Bill Bell
- Bell in 1972

No. 37, 8
- Position: Placekicker

Personal information
- Born: December 9, 1947 Fort Knox, Kentucky, U.S.
- Died: June 25, 2022 (aged 74)
- Listed height: 6 ft 0 in (1.83 m)
- Listed weight: 192 lb (87 kg)

Career information
- High school: Falls Church (West Falls Church, Virginia)
- College: Kansas (1966–1969)
- NFL draft: 1970: 17th round, 428th overall pick

Career history
- Atlanta Falcons (1971–1972); New England Patriots (1973);
- Stats at Pro Football Reference

= Bill Bell (American football) =

American gridiron football player (1947–2022)

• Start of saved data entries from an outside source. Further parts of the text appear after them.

//! PostgreSQL Customer Adapter
//!
//! This module provides the database adapter for the customer directory,
//! implementing the `CustomerPort` trait using PostgreSQL via the
//! `CustomerRepository`.
//!
//! # Overview
//!
//! The `PostgresCustomerAdapter` bridges the domain layer's port
//! interface and the database layer. It:
//!
//! - Translates port requests into repository operations
//! - Builds domain entities for writes so the plan-derived fields are
//!   computed before anything touches the database
//! - Converts database rows back to domain models on reads
//! - Handles error translation between database and port errors
//!
//! # Example
//!
//! ```rust,ignore
//! use infra_db::adapters::PostgresCustomerAdapter;
//! use domain_customer::CustomerPort;
//! use std::sync::Arc;
//!
//! let adapter = PostgresCustomerAdapter::new(pool);
//!
//! let port: Arc<dyn CustomerPort> = Arc::new(adapter);
//! let roster = port.list_customers().await?;
//! ```

use async_trait::async_trait;
use chrono::Utc;
use sqlx::PgPool;
use std::str::FromStr;
use tracing::{debug, instrument};

use core_kernel::{
    AdapterHealth, CustomerId, DomainPort, HealthCheckResult, HealthCheckable, PortError,
};
use domain_customer::{
    CreateCustomerRequest, Customer, CustomerPort, CustomerQuery, PlanType, ServiceAddress,
    UpdateCustomerRequest,
};

use crate::error::DatabaseError;
use crate::repositories::customers::{CustomerRepository, CustomerRow};

/// PostgreSQL-backed implementation of the CustomerPort trait
///
/// # Health Checking
///
/// The adapter implements `HealthCheckable` to verify database
/// connectivity with a simple query against the connection pool.
///
/// # Error Handling
///
/// Database errors are translated to `PortError` variants. Call sites
/// that can miss map `DatabaseError::NotFound` themselves, with the
/// entity id still in scope.
#[derive(Debug, Clone)]
pub struct PostgresCustomerAdapter {
    repository: CustomerRepository,
    pool: PgPool,
}

impl PostgresCustomerAdapter {
    /// Creates a new PostgreSQL customer adapter
    pub fn new(pool: PgPool) -> Self {
        Self {
            repository: CustomerRepository::new(pool.clone()),
            pool,
        }
    }

    /// Returns a reference to the underlying repository
    pub fn repository(&self) -> &CustomerRepository {
        &self.repository
    }
}

impl DomainPort for PostgresCustomerAdapter {}

#[async_trait]
impl HealthCheckable for PostgresCustomerAdapter {
    /// Checks database connectivity
    async fn health_check(&self) -> HealthCheckResult {
        let start = std::time::Instant::now();

        let result = sqlx::query_scalar::<_, i32>("SELECT 1")
            .fetch_one(&self.pool)
            .await;

        let latency_ms = start.elapsed().as_millis() as u64;

        match result {
            Ok(_) => HealthCheckResult {
                adapter_id: "postgres-customer-adapter".to_string(),
                status: AdapterHealth::Healthy,
                latency_ms,
                message: None,
                checked_at: Utc::now(),
            },
            Err(e) => HealthCheckResult {
                adapter_id: "postgres-customer-adapter".to_string(),
                status: AdapterHealth::Unhealthy,
                latency_ms,
                message: Some(format!("Database error: {}", e)),
                checked_at: Utc::now(),
            },
        }
    }
}

#[async_trait]
impl CustomerPort for PostgresCustomerAdapter {
    #[instrument(skip(self), fields(customer_id = %id))]
    async fn get_customer(&self, id: CustomerId) -> Result<Customer, PortError> {
        debug!("Fetching customer by ID");

        let row = self
            .repository
            .get_by_id(id.into())
            .await
            .map_err(|e| match e {
                DatabaseError::NotFound(_) => PortError::not_found("Customer", id),
                other => db_to_port_error(other),
            })?;

        row_to_customer(row)
    }

    #[instrument(skip(self))]
    async fn list_customers(&self) -> Result<Vec<Customer>, PortError> {
        debug!("Listing customer roster");

        let rows = self.repository.list().await.map_err(db_to_port_error)?;

        rows.into_iter().map(row_to_customer).collect()
    }

    #[instrument(skip(self))]
    async fn find_customers(&self, query: CustomerQuery) -> Result<Vec<Customer>, PortError> {
        debug!("Finding customers with query: {:?}", query);

        let rows = self
            .repository
            .find(&query)
            .await
            .map_err(db_to_port_error)?;

        rows.into_iter().map(row_to_customer).collect()
    }

    #[instrument(skip(self, request))]
    async fn create_customer(&self, request: CreateCustomerRequest) -> Result<Customer, PortError> {
        debug!("Creating customer on plan {:?}", request.plan_type);

        let subscription_date = request
            .subscription_date
            .unwrap_or_else(|| Utc::now().date_naive());
        let customer = Customer::new(
            request.full_name,
            request.service_address,
            request.contact_number,
            request.email,
            request.plan_type,
            subscription_date,
        );

        self.repository
            .insert(&customer)
            .await
            .map_err(db_to_port_error)?;

        Ok(customer)
    }

    #[instrument(skip(self, request), fields(customer_id = %id))]
    async fn update_customer(
        &self,
        id: CustomerId,
        request: UpdateCustomerRequest,
    ) -> Result<Customer, PortError> {
        debug!("Updating customer");

        let row = self
            .repository
            .get_by_id(id.into())
            .await
            .map_err(|e| match e {
                DatabaseError::NotFound(_) => PortError::not_found("Customer", id),
                other => db_to_port_error(other),
            })?;
        let mut customer = row_to_customer(row)?;

        if let Some(full_name) = request.full_name {
            customer.full_name = full_name;
        }
        if let Some(service_address) = request.service_address {
            customer.service_address = service_address;
        }
        if let Some(contact_number) = request.contact_number {
            customer.contact_number = contact_number;
        }
        if let Some(email) = request.email {
            customer.email = email;
        }
        if let Some(subscription_date) = request.subscription_date {
            customer.subscription_date = subscription_date;
        }
        if let Some(plan_type) = request.plan_type {
            customer.change_plan(plan_type);
        }
        customer.updated_at = Utc::now();

        self.repository
            .update(&customer)
            .await
            .map_err(|e| match e {
                DatabaseError::NotFound(_) => PortError::not_found("Customer", id),
                other => db_to_port_error(other),
            })?;

        Ok(customer)
    }

    #[instrument(skip(self), fields(customer_id = %id))]
    async fn delete_customer(&self, id: CustomerId) -> Result<Customer, PortError> {
        debug!("Deleting customer");

        let row = self.repository.delete(id.into()).await.map_err(|e| match e {
            DatabaseError::NotFound(_) => PortError::not_found("Customer", id),
            other => db_to_port_error(other),
        })?;

        row_to_customer(row)
    }
}

// =============================================================================
// Conversion Functions
// =============================================================================

/// Converts a database error to a port error
pub(crate) fn db_to_port_error(error: DatabaseError) -> PortError {
    match error {
        DatabaseError::DuplicateEntry(message) => PortError::conflict(message),
        DatabaseError::ConnectionFailed(message) => PortError::connection(message),
        DatabaseError::PoolExhausted => PortError::connection("Connection pool exhausted"),
        other => PortError::internal(other.to_string()),
    }
}

/// Converts a database customer row to a domain Customer
///
/// The stored derived columns are carried over as-is; they record what
/// the catalog said when the row was last written.
fn row_to_customer(row: CustomerRow) -> Result<Customer, PortError> {
    let plan_type =
        PlanType::from_str(&row.plan_type).map_err(|e| PortError::internal(e.to_string()))?;

    Ok(Customer {
        id: CustomerId::from(row.id),
        full_name: row.full_name,
        service_address: ServiceAddress {
            street: row.street,
            city: row.city,
            zip_code: row.zip_code,
            landmark: row.landmark,
        },
        contact_number: row.contact_number,
        email: row.email,
        plan_type,
        bandwidth_mbps: row.bandwidth_mbps,
        monthly_fee: row.monthly_fee,
        subscription_date: row.subscription_date,
        created_at: row.created_at,
        updated_at: row.updated_at,
    })
}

William Stephen Bell (December 9, 1947 – June 25, 2022) was an American professional football placekicker who played three seasons in the National Football League (NFL) with the Atlanta Falcons and New England Patriots. He was selected by the Falcons in the 17th round of the 1970 NFL draft after playing college football at the University of Kansas.

==Early life and college==
William Stephen Bell was born on December 9, 1947, in Fort Knox, Kentucky. He attended Falls Church High School in West Falls Church, Virginia.

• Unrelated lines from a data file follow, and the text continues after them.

//! User DTOs

use chrono::{DateTime, Utc};
use serde::{Deserialize, Serialize};
use uuid::Uuid;
use validator::Validate;

use domain_account::User;

#[derive(Debug, Deserialize, Validate)]
#[serde(rename_all = "camelCase")]
pub struct CreateUserBody {
    pub username: Option<String>,
    #[validate(email(message = "Email must be a valid address"))]
    pub email: Option<String>,
    pub full_name: Option<String>,
    #[validate(length(min = 8, message = "Password must be at least 8 characters"))]
    pub password: Option<String>,
    pub role: Option<String>,
    pub team_id: Option<Uuid>,
}

#[derive(Debug, Default, Deserialize, Validate)]
#[serde(rename_all = "camelCase")]
pub struct UpdateUserBody {
    pub username: Option<String>,
    #[validate(email(message = "Email must be a valid address"))]
    pub email: Option<String>,
    pub full_name: Option<String>,
    #[validate(length(min = 8, message = "Password must be at least 8 characters"))]
    pub password: Option<String>,
    pub role: Option<String>,
    /// Absent key leaves the team alone; an explicit null detaches it
    #[serde(default, deserialize_with = "deserialize_some")]
    pub team_id: Option<Option<Uuid>>,
    pub is_active: Option<bool>,
}

fn deserialize_some<'de, T, D>(deserializer: D) -> Result<Option<T>, D::Error>
where
    T: serde::Deserialize<'de>,
    D: serde::Deserializer<'de>,
{
    serde::Deserialize::deserialize(deserializer).map(Some)
}

/// A user on the wire, password hash never included
#[derive(Debug, Serialize)]
#[serde(rename_all = "camelCase")]
pub struct UserResponse {
    pub id: Uuid,
    pub username: String,
    pub email: String,
    pub full_name: String,
    pub role: String,
    pub team_id: Option<Uuid>,
    pub is_active: bool,
    pub created_at: DateTime<Utc>,
    pub updated_at: DateTime<Utc>,
}

impl From<User> for UserResponse {
    fn from(user: User) -> Self {
        Self {
            id: user.id.into(),
            username: user.username,
            email: user.email,
            full_name: user.full_name,
            role: user.role.as_str().to_string(),
            team_id: user.team_id.map(Uuid::from),
            is_active: user.is_active,
            created_at: user.created_at,
            updated_at: user.updated_at,
        }
    }
}

#[cfg(test)]
mod tests {
    use super::*;
    use domain_account::Role;

    #[test]
    fn test_user_response_omits_password_hash() {
        let user = User::new(
            "ravi".to_string(),
            "ravi@example.com".to_string(),
            "Ravi Kumar".to_string(),
            "$argon2id$v=19$m=19456,t=2,p=1$abc$def".to_string(),
            Role::Staff,
        );

        let json = serde_json::to_value(UserResponse::from(user)).unwrap();

        assert_eq!(json["username"], "ravi");
        assert_eq!(json["role"], "staff");
        assert!(json.get("passwordHash").is_none());
        assert!(json.get("password_hash").is_none());
    }

    #[test]
    fn test_update_body_team_tri_state() {
        let absent: UpdateUserBody = serde_json::from_str(r#"{}"#).unwrap();
        assert_eq!(absent.team_id, None);

        let detached: UpdateUserBody = serde_json::from_str(r#"{"teamId": null}"#).unwrap();
        assert_eq!(detached.team_id, Some(None));

        let id = Uuid::now_v7();
        let assigned: UpdateUserBody =
            serde_json::from_str(&format!(r#"{{"teamId": "{}"}}"#, id)).unwrap();
        assert_eq!(assigned.team_id, Some(Some(id)));
    }
}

Bell played college football for the Kansas Jayhawks of the University of Kansas. He was on the freshman team in 1966 and was a three-year letterman from 1967 to 1969. He wore jersey number 100 in 1969 while playing for the Jayhawks as part of the celebration of the 100th anniversary of college football; he is one of only two players to wear a number higher than 99 in an officially sanctioned football game (Chuck Kinder, who wore the number 100 in 1963, is the other).

==Professional career==
Bell was selected by the Atlanta Falcons in the 17th round, with the 428th overall pick, of the 1970 NFL draft. He was cut by the Falcons on September 7, 1970. He signed with the Falcons again in 1971. Bell played in all 14 games for the Falcons during the 1970 season, converting 13 of 21 field goals and 29 of 33 extra points while also punting 16 times for 577 yards. He played in all 14 games for the second consecutive year in 1972, making 16 of 30 field goals and 31 of 31 extra points. He was waived by the Falcons on July 24, 1973.

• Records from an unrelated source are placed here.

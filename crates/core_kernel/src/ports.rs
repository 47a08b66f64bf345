//! Ports and Adapters Infrastructure
//!
//! This module provides the foundational types for implementing the hexagonal
//! architecture (ports and adapters) pattern across all domain modules.
//!
//! # Architecture Overview
//!
//! ```text
//! ┌─────────────────────────────────────────────────────────────┐
//! │                     Application Layer                        │
//! │              (HTTP handlers / Billing services)              │
//! └─────────────────────────────────────────────────────────────┘
//!                              │
//!                              ▼
//! ┌─────────────────────────────────────────────────────────────┐
//! │                      Port Traits                             │
//! │            (CustomerPort, InvoicePort, ...)                  │
//! │   Defined in each domain, depend only on core_kernel         │
//! └─────────────────────────────────────────────────────────────┘
//!                    ▲                         ▲
//!                    │                         │
//!         ┌─────────┴─────────┐     ┌────────┴────────┐
//!         │  Internal Adapter │     │   Mock Adapter   │
//!         │   (PostgreSQL)    │     │     (tests)      │
//!         └───────────────────┘     └──────────────────┘
//! ```
//!
//! # Usage
//!
//! Each domain defines its own port trait that extends the marker traits here.
//! Adapters implement these traits to provide either database-backed or
//! in-memory implementations.
//!
//! ```rust,ignore
//! // In domain_customer/src/ports.rs
//! #[async_trait]
//! pub trait CustomerPort: DomainPort {
//!     async fn get_customer(&self, id: CustomerId) -> Result<Customer, PortError>;
//!     async fn list_customers(&self) -> Result<Vec<Customer>, PortError>;
//! }
//!
//! // In infra_db - internal adapter
//! impl CustomerPort for CustomerRepository { ... }
//! ```

use std::fmt;
use thiserror::Error;
use serde::{Deserialize, Serialize};

/// Error type for port operations
///
/// Provides a unified error type that all port implementations must use,
/// ensuring consistent error handling across adapters.
#[derive(Debug, Error)]
pub enum PortError {
    /// The requested entity was not found
    #[error("Not found: {entity_type} with id {id}")]
    NotFound {
        entity_type: String,
        id: String,
    },

    /// A validation error occurred
    #[error("Validation error: {message}")]
    Validation {
        message: String,
        field: Option<String>,
    },

    /// The operation conflicts with existing data
    #[error("Conflict: {message}")]
    Conflict {
        message: String,
    },

    /// Connection to the underlying store failed
    #[error("Connection error: {message}")]
    Connection {
        message: String,
        #[source]
        source: Option<Box<dyn std::error::Error + Send + Sync>>,
    },

    /// The operation timed out
    #[error("Timeout after {duration_ms}ms: {operation}")]
    Timeout {
        operation: String,
        duration_ms: u64,
    },

    /// An internal error occurred
    #[error("Internal error: {message}")]
    Internal {
        message: String,
        #[source]
        source: Option<Box<dyn std::error::Error + Send + Sync>>,
    },
}

impl PortError {
    /// Creates a NotFound error
    pub fn not_found(entity_type: impl Into<String>, id: impl fmt::Display) -> Self {
        PortError::NotFound {
            entity_type: entity_type.into(),
            id: id.to_string(),
        }
    }

    /// Creates a Validation error
    pub fn validation(message: impl Into<String>) -> Self {
        PortError::Validation {
            message: message.into(),
            field: None,
        }
    }

    /// Creates a Validation error with field information
    pub fn validation_field(message: impl Into<String>, field: impl Into<String>) -> Self {
        PortError::Validation {
            message: message.into(),
            field: Some(field.into()),
        }
    }

    /// Creates a Conflict error
    pub fn conflict(message: impl Into<String>) -> Self {
        PortError::Conflict {
            message: message.into(),
        }
    }

    /// Creates a Connection error
    pub fn connection(message: impl Into<String>) -> Self {
        PortError::Connection {
            message: message.into(),
            source: None,
        }
    }

    /// Creates an Internal error
    pub fn internal(message: impl Into<String>) -> Self {
        PortError::Internal {
            message: message.into(),
            source: None,
        }
    }

    /// Returns true if this error indicates a transient failure that may succeed on retry
    pub fn is_transient(&self) -> bool {
        matches!(
            self,
            PortError::Connection { .. } | PortError::Timeout { .. }
        )
    }

    /// Returns true if this error indicates the entity was not found
    pub fn is_not_found(&self) -> bool {
        matches!(self, PortError::NotFound { .. })
    }

    /// Returns true if this error indicates a uniqueness conflict
    pub fn is_conflict(&self) -> bool {
        matches!(self, PortError::Conflict { .. })
    }
}

/// Marker trait for all domain ports
///
/// All port traits should extend this marker to ensure they are
/// thread-safe and can be used in async contexts.
pub trait DomainPort: Send + Sync + 'static {}

/// Health status for an adapter
#[derive(Debug, Clone, Copy, PartialEq, Eq, Serialize, Deserialize)]
#[serde(rename_all = "snake_case")]
pub enum AdapterHealth {
    /// Adapter is healthy and operational
    Healthy,
    /// Adapter is degraded but operational
    Degraded,
    /// Adapter is unhealthy and not operational
    Unhealthy,
    /// Health status is unknown
    Unknown,
}

/// Health check result for an adapter
#[derive(Debug, Clone, Serialize, Deserialize)]
pub struct HealthCheckResult {
    /// Adapter identifier
    pub adapter_id: String,
    /// Current health status
    pub status: AdapterHealth,
    /// Latency of the health check in milliseconds
    pub latency_ms: u64,
    /// Optional message with additional details
    pub message: Option<String>,
    /// Timestamp of the health check
    pub checked_at: chrono::DateTime<chrono::Utc>,
}

/// Trait for adapters that support health checks
#[async_trait::async_trait]
pub trait HealthCheckable: Send + Sync {
    /// Performs a health check on the adapter
    ///
    /// # Returns
    ///
    /// A `HealthCheckResult` indicating the current health status
    async fn health_check(&self) -> HealthCheckResult;
}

Bell was claimed off waivers by the New England Patriots on July 25, 1973. He appeared in three games for New England in 1973, converting one of four field goals and four of five extra points. He was waived on October 2, 1973, due to poor play.

==Personal life==
As of 2004, Bell was serving as Director of Buildings and Grounds in Douglas County, Kansas, a position he had held since 1988. Bell died on June 25, 2022.